"Luis Buñuel's particular combination of religion, decay, and morbid eroticism has never been my absolutely favorite kind of cinema...But Belle de Jour...is a really beautiful movie, and somehow, letting the color in--this is Buñuel's first color film--has changed the emotional quality of his obsessions in a completely unpredictable way." -- The New York Times

"...Belle de Jour is a fitting capstone to the curious career of an unpopular but near-legendary film maker whose favorite themes have been anticlericalism, madness, festishist fantasies and the wilder frontiers of sex...Since other directors have long since surpassed Buñuel when it comes to on-screen presentation of sex, most audiences will not find anything visually shocking about Belle de Jour. They will find instead a cumulative mystery: What is really happening and what is not?...Fantasy, he seems to be saying, is nothing but the human dimension of reality that makes life tolerable, and sometimes even fun. If this is his message, Buñuel dresses it up in Belle de Jour with unaccustomed cinematic smoothness. Instead of the brutal bludgeoning in black-and-white that audiences have come to expect from such Buñuel classics as Viridiana (1961) or Los Olvidados (1950), Belle de Jour is composed in color with an eye to elegance that is well suited to the cool beauty of Deneuve...Deneuve is well on her way to becoming a serious star." -- Time magazine

"It is possibly the best-known erotic film of modern times, perhaps the best.
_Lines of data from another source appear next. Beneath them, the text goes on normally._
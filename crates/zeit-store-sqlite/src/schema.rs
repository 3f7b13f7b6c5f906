//! SQL schema for the Zeitgeist SQLite store.
//!
//! Executed at connection startup; every statement is idempotent. The
//! garbage-collection and repair triggers are generated from
//! [`REFERENCES`] and [`JOURNALED`].

pub const SCHEMA_VERSION: i64 = 1;

/// Interned tables, the event table, the repair journal and indexes.
const TABLES: &str = "
PRAGMA journal_mode = WAL;

CREATE TABLE IF NOT EXISTS uri            (id INTEGER PRIMARY KEY, value VARCHAR UNIQUE);
CREATE TABLE IF NOT EXISTS interpretation (id INTEGER PRIMARY KEY, value VARCHAR UNIQUE);
CREATE TABLE IF NOT EXISTS manifestation  (id INTEGER PRIMARY KEY, value VARCHAR UNIQUE);
CREATE TABLE IF NOT EXISTS mimetype       (id INTEGER PRIMARY KEY, value VARCHAR UNIQUE);
CREATE TABLE IF NOT EXISTS actor          (id INTEGER PRIMARY KEY, value VARCHAR UNIQUE);
CREATE TABLE IF NOT EXISTS text           (id INTEGER PRIMARY KEY, value VARCHAR UNIQUE);
CREATE TABLE IF NOT EXISTS payload        (id INTEGER PRIMARY KEY, value BLOB);

-- state holds a StorageState code; NULL means never reported.
CREATE TABLE IF NOT EXISTS storage (
    id           INTEGER PRIMARY KEY,
    value        VARCHAR UNIQUE,
    state        INTEGER,
    icon         VARCHAR,
    display_name VARCHAR
);

-- One row per (event, subject). Rows of one event share id.
CREATE TABLE IF NOT EXISTS event (
    id                  INTEGER,
    timestamp           INTEGER,
    interpretation      INTEGER,
    manifestation       INTEGER,
    actor               INTEGER,
    payload             INTEGER,
    subj_id             INTEGER,
    subj_id_current     INTEGER,
    subj_interpretation INTEGER,
    subj_manifestation  INTEGER,
    subj_origin         INTEGER,
    subj_mimetype       INTEGER,
    subj_text           INTEGER,
    subj_storage        INTEGER,
    origin              INTEGER,
    CONSTRAINT unique_event
        UNIQUE (timestamp, interpretation, manifestation, actor, subj_id)
);

CREATE INDEX IF NOT EXISTS event_id                  ON event(id);
CREATE INDEX IF NOT EXISTS event_timestamp           ON event(timestamp);
CREATE INDEX IF NOT EXISTS event_interpretation      ON event(interpretation);
CREATE INDEX IF NOT EXISTS event_manifestation       ON event(manifestation);
CREATE INDEX IF NOT EXISTS event_actor               ON event(actor);
CREATE INDEX IF NOT EXISTS event_origin              ON event(origin);
CREATE INDEX IF NOT EXISTS event_subj_id             ON event(subj_id);
CREATE INDEX IF NOT EXISTS event_subj_id_current     ON event(subj_id_current);
CREATE INDEX IF NOT EXISTS event_subj_interpretation ON event(subj_interpretation);
CREATE INDEX IF NOT EXISTS event_subj_manifestation  ON event(subj_manifestation);
CREATE INDEX IF NOT EXISTS event_subj_origin         ON event(subj_origin);
CREATE INDEX IF NOT EXISTS event_subj_mimetype       ON event(subj_mimetype);
CREATE INDEX IF NOT EXISTS event_subj_text           ON event(subj_text);
CREATE INDEX IF NOT EXISTS event_subj_storage        ON event(subj_storage);

-- Symbol rows removed by the triggers below; drained after every delete.
CREATE TABLE IF NOT EXISTS repair_log (
    table_name VARCHAR NOT NULL,
    removed_id INTEGER NOT NULL
);
";

/// Materialises the string value behind every id column.
const VIEW: &str = "
DROP VIEW IF EXISTS event_view;
CREATE VIEW event_view AS
    SELECT event.id,
        event.timestamp,
        event.interpretation,
        event.manifestation,
        event.actor,
        (SELECT value FROM payload WHERE payload.id = event.payload) AS payload,
        (SELECT value FROM uri WHERE uri.id = event.subj_id) AS subj_uri,
        event.subj_id,
        event.subj_interpretation,
        event.subj_manifestation,
        event.subj_origin,
        (SELECT value FROM uri WHERE uri.id = event.subj_origin) AS subj_origin_uri,
        event.subj_mimetype,
        (SELECT value FROM text WHERE text.id = event.subj_text) AS subj_text,
        (SELECT value FROM storage WHERE storage.id = event.subj_storage) AS subj_storage,
        (SELECT state FROM storage WHERE storage.id = event.subj_storage) AS subj_storage_state,
        event.origin,
        (SELECT value FROM uri WHERE uri.id = event.origin) AS event_origin_uri,
        (SELECT value FROM uri WHERE uri.id = event.subj_id_current) AS subj_current_uri,
        event.subj_id_current,
        event.rowid AS subj_position
    FROM event;
";

/// Event columns referencing each garbage-collected table. A row is removed
/// once no event row references it through any of its columns.
///
/// `storage` is absent: its rows carry media state and outlive their events.
pub const REFERENCES: &[(&str, &[&str])] = &[
  ("uri", &["origin", "subj_id", "subj_id_current", "subj_origin"]),
  ("interpretation", &["interpretation", "subj_interpretation"]),
  ("manifestation", &["manifestation", "subj_manifestation"]),
  ("actor", &["actor"]),
  ("mimetype", &["subj_mimetype"]),
  ("text", &["subj_text"]),
  ("payload", &["payload"]),
];

/// Tables whose deletions are journaled for the in-process symbol caches.
pub const JOURNALED: &[&str] = &["interpretation", "manifestation", "mimetype", "actor"];

fn gc_trigger_names() -> impl Iterator<Item = String> {
  REFERENCES.iter().flat_map(|(table, columns)| {
    columns.iter().map(move |column| format!("gc_{table}_{column}"))
  })
}

pub fn gc_triggers() -> String {
  let mut sql = String::new();
  for (table, columns) in REFERENCES {
    for column in *columns {
      let uses = columns
        .iter()
        .map(|c| format!("{c} = OLD.{column}"))
        .collect::<Vec<_>>()
        .join(" OR ");
      sql.push_str(&format!(
        "CREATE TRIGGER IF NOT EXISTS gc_{table}_{column}
         BEFORE DELETE ON event
         WHEN OLD.{column} IS NOT NULL
           AND (SELECT COUNT(*) FROM event WHERE {uses}) < 2
         BEGIN
           DELETE FROM {table} WHERE id = OLD.{column};
         END;\n"
      ));
    }
  }
  sql
}

/// Drops every trigger [`gc_triggers`] creates.
pub fn drop_gc_triggers() -> String {
  gc_trigger_names()
    .map(|name| format!("DROP TRIGGER IF EXISTS {name};\n"))
    .collect()
}

fn repair_triggers() -> String {
  JOURNALED
    .iter()
    .map(|table| {
      format!(
        "CREATE TRIGGER IF NOT EXISTS repair_{table}
         AFTER DELETE ON {table}
         BEGIN
           INSERT INTO repair_log (table_name, removed_id) VALUES ('{table}', OLD.id);
         END;\n"
      )
    })
    .collect()
}

/// Full schema DDL.
pub fn schema_sql() -> String {
  format!(
    "{TABLES}\n{VIEW}\n{}\n{}\nPRAGMA user_version = {SCHEMA_VERSION};\n",
    gc_triggers(),
    repair_triggers()
  )
}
That's because it understands eroticism from the inside-out--understands how it exists not in sweat and skin, but in the imagination." - Roger Ebert

"...wry and disturbing tale of a virginal newlywed who works the day shift in a high-class Parisian brothel, unbeknownst to her patient husband. Buñuel's straight-faced treatment of shocking subject matter belies the sharp wit of his script...Deneuve's finest, most enigmatic performance." -- Leonard Maltin's Movie and Video Guide

"Catherine Deneuve is at her iciest as the perverse Séverine, a Parisian housewife whose double life as a prostitute allows her to explore the masochistic fantasies that fill her dreams. Buñuel...easily travels between Séverine's real and fantasy worlds, presenting both with equal clarity...The director may have been ahead of his time, but he displays no more compassion for his characters than a psycho killer shows for his victims. Buñuel, who adapted the screenplay from Jospeh Kessel's 1928 novel, does give the audience a choice of endings. The happy one is obviously another of Séverine's fantasies. Belle seems the work of a beast." - The Washington Post

AWARDS AND HONORS

Belle de Jour won the Golden Lion - the grand prize - at the 1967 Venice Film Festival.

Catherine Deneuve received a BAFTA Film Award nomination for Best Actress.

Belle de Jour won the Best Film of 1967 honors from the French Syndicate of Cinema Critics.